- _DIRECTIONS_:
Only one stretch of the data below should be repeated: the lines from the line containing "for &var in" through the line containing "match (referenced, policy)", inclusive, exactly as they are.

- _RECORDS SUPPLIED_:
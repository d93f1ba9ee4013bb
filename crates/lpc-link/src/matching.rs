//! Producer/consumer varying matching.

use alloc::{
    string::{String, ToString},
    vec::Vec,
};

use log::{debug, trace};
use lpc_glir::{InterpQualifier, Shader, ShaderStage, Type, Var, VariableData, VariableMode};

use crate::{
    error::{InfoLog, LinkError},
    options::UnmatchedInputPolicy,
};

/// Placement priority within a packing class. Vec4s go first so that they
/// stay slot aligned; vec3s go last so that their spill-over lands at the
/// end of the class.
#[derive(Debug, Clone, Copy, PartialEq, Eq, PartialOrd, Ord, Hash)]
pub enum PackingOrder {
    Vec4,
    Vec2,
    Scalar,
    Vec3,
}

impl PackingOrder {
    fn of(ty: &Type) -> Self {
        match ty.innermost_element().component_slots() % 4 {
            0 => PackingOrder::Vec4,
            2 => PackingOrder::Vec2,
            1 => PackingOrder::Scalar,
            _ => PackingOrder::Vec3,
        }
    }
}

/// A producer output paired with the consumer input it feeds.
#[derive(Debug, Clone, Copy, PartialEq, Eq)]
pub struct VaryingMatch {
    pub producer_var: Var,
    /// `None` for outputs only captured by transform feedback
    pub consumer_var: Option<Var>,
    pub num_components: u32,
    /// Varyings of different classes never share a slot
    pub packing_class: u32,
    pub packing_order: PackingOrder,
    /// Vector width of the innermost element (rows for matrices)
    pub element_width: u32,
}

/// Packing class: `centroid * 4 + interpolation`.
pub fn packing_class(data: &VariableData) -> u32 {
    (data.centroid as u32) * 4 + data.interpolation as u32
}

/// Match records in the order they were found.
#[derive(Debug, Clone, Default)]
pub struct VaryingMatches {
    disable_varying_packing: bool,
    matches: Vec<VaryingMatch>,
}

impl VaryingMatches {
    pub fn new(disable_varying_packing: bool) -> Self {
        Self {
            disable_varying_packing,
            matches: Vec::new(),
        }
    }

    pub fn packing_disabled(&self) -> bool {
        self.disable_varying_packing
    }

    /// Record a pair. Outputs that already have a location (built-ins with
    /// a fixed layout) or that were recorded before are ignored.
    pub fn record(&mut self, producer: &Shader, producer_var: Var, consumer_var: Option<Var>) {
        let data = &producer.vars[producer_var];
        if data.location.is_some() || self.contains_producer(producer_var) {
            return;
        }

        let num_components = if self.disable_varying_packing {
            4 * whole_slots(&data.ty)
        } else {
            data.ty.component_slots()
        };
        let record = VaryingMatch {
            producer_var,
            consumer_var,
            num_components,
            packing_class: packing_class(data),
            packing_order: PackingOrder::of(&data.ty),
            element_width: data.ty.innermost_element().vector_elements(),
        };
        trace!(
            "match {} class {} {:?} ({} components)",
            data.name,
            record.packing_class,
            record.packing_order,
            num_components
        );
        self.matches.push(record);
    }

    pub fn contains_producer(&self, var: Var) -> bool {
        self.matches.iter().any(|m| m.producer_var == var)
    }

    pub fn len(&self) -> usize {
        self.matches.len()
    }

    pub fn is_empty(&self) -> bool {
        self.matches.is_empty()
    }

    pub fn iter(&self) -> core::slice::Iter<'_, VaryingMatch> {
        self.matches.iter()
    }

    pub fn as_slice(&self) -> &[VaryingMatch] {
        &self.matches
    }
}

/// Slots taken by a varying when every column or element gets its own slot.
fn whole_slots(ty: &Type) -> u32 {
    if ty.contains_record() {
        return (ty.component_slots() + 3) / 4;
    }
    match ty {
        Type::Array(element, length) => length * element.matrix_columns(),
        _ => ty.matrix_columns(),
    }
}

fn has_or_lacks(flag: bool) -> &'static str {
    if flag {
        "has"
    } else {
        "lacks"
    }
}

fn interpolation_value(interp: InterpQualifier) -> String {
    let mut value = "specifies ".to_string();
    value.push_str(interp.keyword().unwrap_or("no"));
    value
}

/// Check one output/input pair, appending every problem found.
fn validate_pair(
    producer: &Shader,
    consumer: &Shader,
    output: &VariableData,
    input: &VariableData,
    errors: &mut Vec<LinkError>,
) {
    let (producer_stage, consumer_stage) = (producer.stage, consumer.stage);

    // Geometry inputs carry an extra per-vertex array dimension.
    let input_ty = match (&input.ty, consumer_stage) {
        (Type::Array(element, _), ShaderStage::Geometry) => &**element,
        (_, ShaderStage::Geometry) => {
            errors.push(type_mismatch(producer_stage, consumer_stage, output, input));
            return;
        }
        (ty, _) => ty,
    };
    if &output.ty != input_ty {
        // Built-in arrays may be redeclared with different sizes.
        if output.ty.is_array() && output.is_builtin() {
            trace!("accepting resized built-in {}", output.name);
        } else if let (Type::Array(out_elem, out_len), Type::Array(in_elem, in_len)) =
            (&output.ty, input_ty)
        {
            if out_elem == in_elem {
                errors.push(LinkError::ArraySizeMismatch {
                    producer: producer_stage,
                    consumer: consumer_stage,
                    name: output.name.clone(),
                    producer_size: *out_len,
                    consumer_size: *in_len,
                });
                return;
            }
            errors.push(type_mismatch(producer_stage, consumer_stage, output, input));
            return;
        } else {
            errors.push(type_mismatch(producer_stage, consumer_stage, output, input));
            return;
        }
    }

    let qualifier = |qualifier: &'static str, producer_value: String, consumer_value: String| {
        LinkError::QualifierMismatch {
            producer: producer_stage,
            consumer: consumer_stage,
            name: output.name.clone(),
            qualifier,
            producer_value,
            consumer_value,
        }
    };
    if output.centroid != input.centroid {
        errors.push(qualifier(
            "centroid",
            has_or_lacks(output.centroid).to_string(),
            has_or_lacks(input.centroid).to_string(),
        ));
    }
    if output.invariant != input.invariant {
        errors.push(qualifier(
            "invariant",
            has_or_lacks(output.invariant).to_string(),
            has_or_lacks(input.invariant).to_string(),
        ));
    }
    if output.interpolation != input.interpolation {
        errors.push(qualifier(
            "interpolation",
            interpolation_value(output.interpolation),
            interpolation_value(input.interpolation),
        ));
    }
}

fn type_mismatch(
    producer: ShaderStage,
    consumer: ShaderStage,
    output: &VariableData,
    input: &VariableData,
) -> LinkError {
    LinkError::TypeMismatch {
        producer,
        consumer,
        name: output.name.clone(),
        producer_type: output.ty.to_string(),
        consumer_type: input.ty.to_string(),
    }
}

/// Fragment color inputs fed by the two-sided color outputs.
const COLOR_ALIASES: [(&str, [&str; 2]); 2] = [
    ("gl_Color", ["gl_FrontColor", "gl_BackColor"]),
    (
        "gl_SecondaryColor",
        ["gl_FrontSecondaryColor", "gl_BackSecondaryColor"],
    ),
];

/// Verify that every consumer input with a same-named producer output has a
/// compatible type and qualifiers. All problems are reported.
pub fn cross_validate_outputs_to_inputs(
    producer: &Shader,
    consumer: &Shader,
) -> Result<(), Vec<LinkError>> {
    let mut errors = Vec::new();

    for input in consumer.interface_vars() {
        let input = &consumer.vars[input];
        if input.mode != VariableMode::ShaderIn {
            continue;
        }
        if let Some(output) = producer.find_var(&input.name, VariableMode::ShaderOut) {
            validate_pair(producer, consumer, &producer.vars[output], input, &mut errors);
        }
    }

    for (input_name, output_names) in COLOR_ALIASES {
        let Some(input) = consumer.find_var(input_name, VariableMode::ShaderIn) else {
            continue;
        };
        for output_name in output_names {
            let Some(output) = producer.find_var(output_name, VariableMode::ShaderOut) else {
                continue;
            };
            if producer.is_var_referenced(output) {
                validate_pair(
                    producer,
                    consumer,
                    &producer.vars[output],
                    &consumer.vars[input],
                    &mut errors,
                );
            }
        }
    }

    if errors.is_empty() {
        Ok(())
    } else {
        Err(errors)
    }
}

/// Pair unassigned producer outputs with same-named unassigned consumer
/// inputs.
pub fn match_varyings(producer: &Shader, consumer: Option<&Shader>, matches: &mut VaryingMatches) {
    let Some(consumer) = consumer else {
        return;
    };
    let outputs: Vec<Var> = producer
        .interface_vars()
        .filter(|var| {
            let data = &producer.vars[*var];
            data.mode == VariableMode::ShaderOut && data.location.is_none()
        })
        .collect();
    for output in outputs {
        let name = &producer.vars[output].name;
        let input = consumer
            .find_var(name, VariableMode::ShaderIn)
            .filter(|input| consumer.vars[*input].location.is_none());
        if let Some(input) = input {
            debug!("matched varying {}", name);
            matches.record(producer, output, Some(input));
        }
    }
}

/// Register flattened struct leaves. Leaves pair by their full dotted name.
pub fn record_flattened_pairs(
    producer: &Shader,
    producer_leaves: &[Var],
    consumer: &Shader,
    consumer_leaves: &[Var],
    matches: &mut VaryingMatches,
) {
    for &output in producer_leaves {
        let name = &producer.vars[output].name;
        if let Some(&input) = consumer_leaves
            .iter()
            .find(|input| &consumer.vars[**input].name == name)
        {
            debug!("matched flattened varying {}", name);
            matches.record(producer, output, Some(input));
        }
    }
}

/// Turn producer outputs that received no location into ordinary globals.
/// Returns how many were demoted.
pub fn demote_unmatched_outputs(producer: &mut Shader) -> usize {
    let dead: Vec<Var> = producer
        .interface_vars()
        .filter(|var| {
            let data = &producer.vars[*var];
            data.mode == VariableMode::ShaderOut && data.location.is_none()
        })
        .collect();
    for &var in &dead {
        debug!("demoting unused output {}", producer.vars[var].name);
        producer.vars[var].mode = VariableMode::Auto;
    }
    dead.len()
}

/// Handle consumer inputs that received no location.
///
/// Unreferenced inputs are always demoted. Referenced ones are link errors
/// under [`UnmatchedInputPolicy::Strict`]; under
/// [`UnmatchedInputPolicy::DefaultFill`] they are demoted with a warning.
pub fn demote_unmatched_inputs(
    consumer: &mut Shader,
    producer_stage: Option<ShaderStage>,
    policy: UnmatchedInputPolicy,
    log: &mut InfoLog,
) -> Result<(), Vec<LinkError>> {
    let unmatched: Vec<Var> = consumer
        .interface_vars()
        .filter(|var| {
            let data = &consumer.vars[*var];
            data.mode == VariableMode::ShaderIn && data.location.is_none()
        })
        .collect();

    let mut errors = Vec::new();
    for var in unmatched {
        let referenced = consumer.is_var_referenced(var);
        let name = &consumer.vars[var].name;
        match (referenced, policy) {
            (true, UnmatchedInputPolicy::Strict) => {
                errors.push(LinkError::UnmatchedInput {
                    producer: producer_stage,
                    consumer: consumer.stage,
                    name: name.clone(),
                });
                continue;
            }
            (true, UnmatchedInputPolicy::DefaultFill) => {
                log.warning(format_args!(
                    "{} shader input {} is not written by any previous stage and reads as zero",
                    consumer.stage, name
                ));
            }
            (false, _) => {}
        }
        debug!("demoting unmatched input {}", name);
        consumer.vars[var].mode = VariableMode::Auto;
    }

    if errors.is_empty() {
        Ok(())
    } else {
        Err(errors)
    }
}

- _ANSWER TO THIS TASK_:
    for &var in &dead {
        debug!("demoting unused output {}", producer.vars[var].name);
        producer.vars[var].mode = VariableMode::Auto;
    }
    dead.len()
}

/// Handle consumer inputs that received no location.
///
/// Unreferenced inputs are always demoted. Referenced ones are link errors
/// under [`UnmatchedInputPolicy::Strict`]; under
/// [`UnmatchedInputPolicy::DefaultFill`] they are demoted with a warning.
pub fn demote_unmatched_inputs(
    consumer: &mut Shader,
    producer_stage: Option<ShaderStage>,
    policy: UnmatchedInputPolicy,
    log: &mut InfoLog,
) -> Result<(), Vec<LinkError>> {
    let unmatched: Vec<Var> = consumer
        .interface_vars()
        .filter(|var| {
            let data = &consumer.vars[*var];
            data.mode == VariableMode::ShaderIn && data.location.is_none()
        })
        .collect();

    let mut errors = Vec::new();
    for var in unmatched {
        let referenced = consumer.is_var_referenced(var);
        let name = &consumer.vars[var].name;
        match (referenced, policy) {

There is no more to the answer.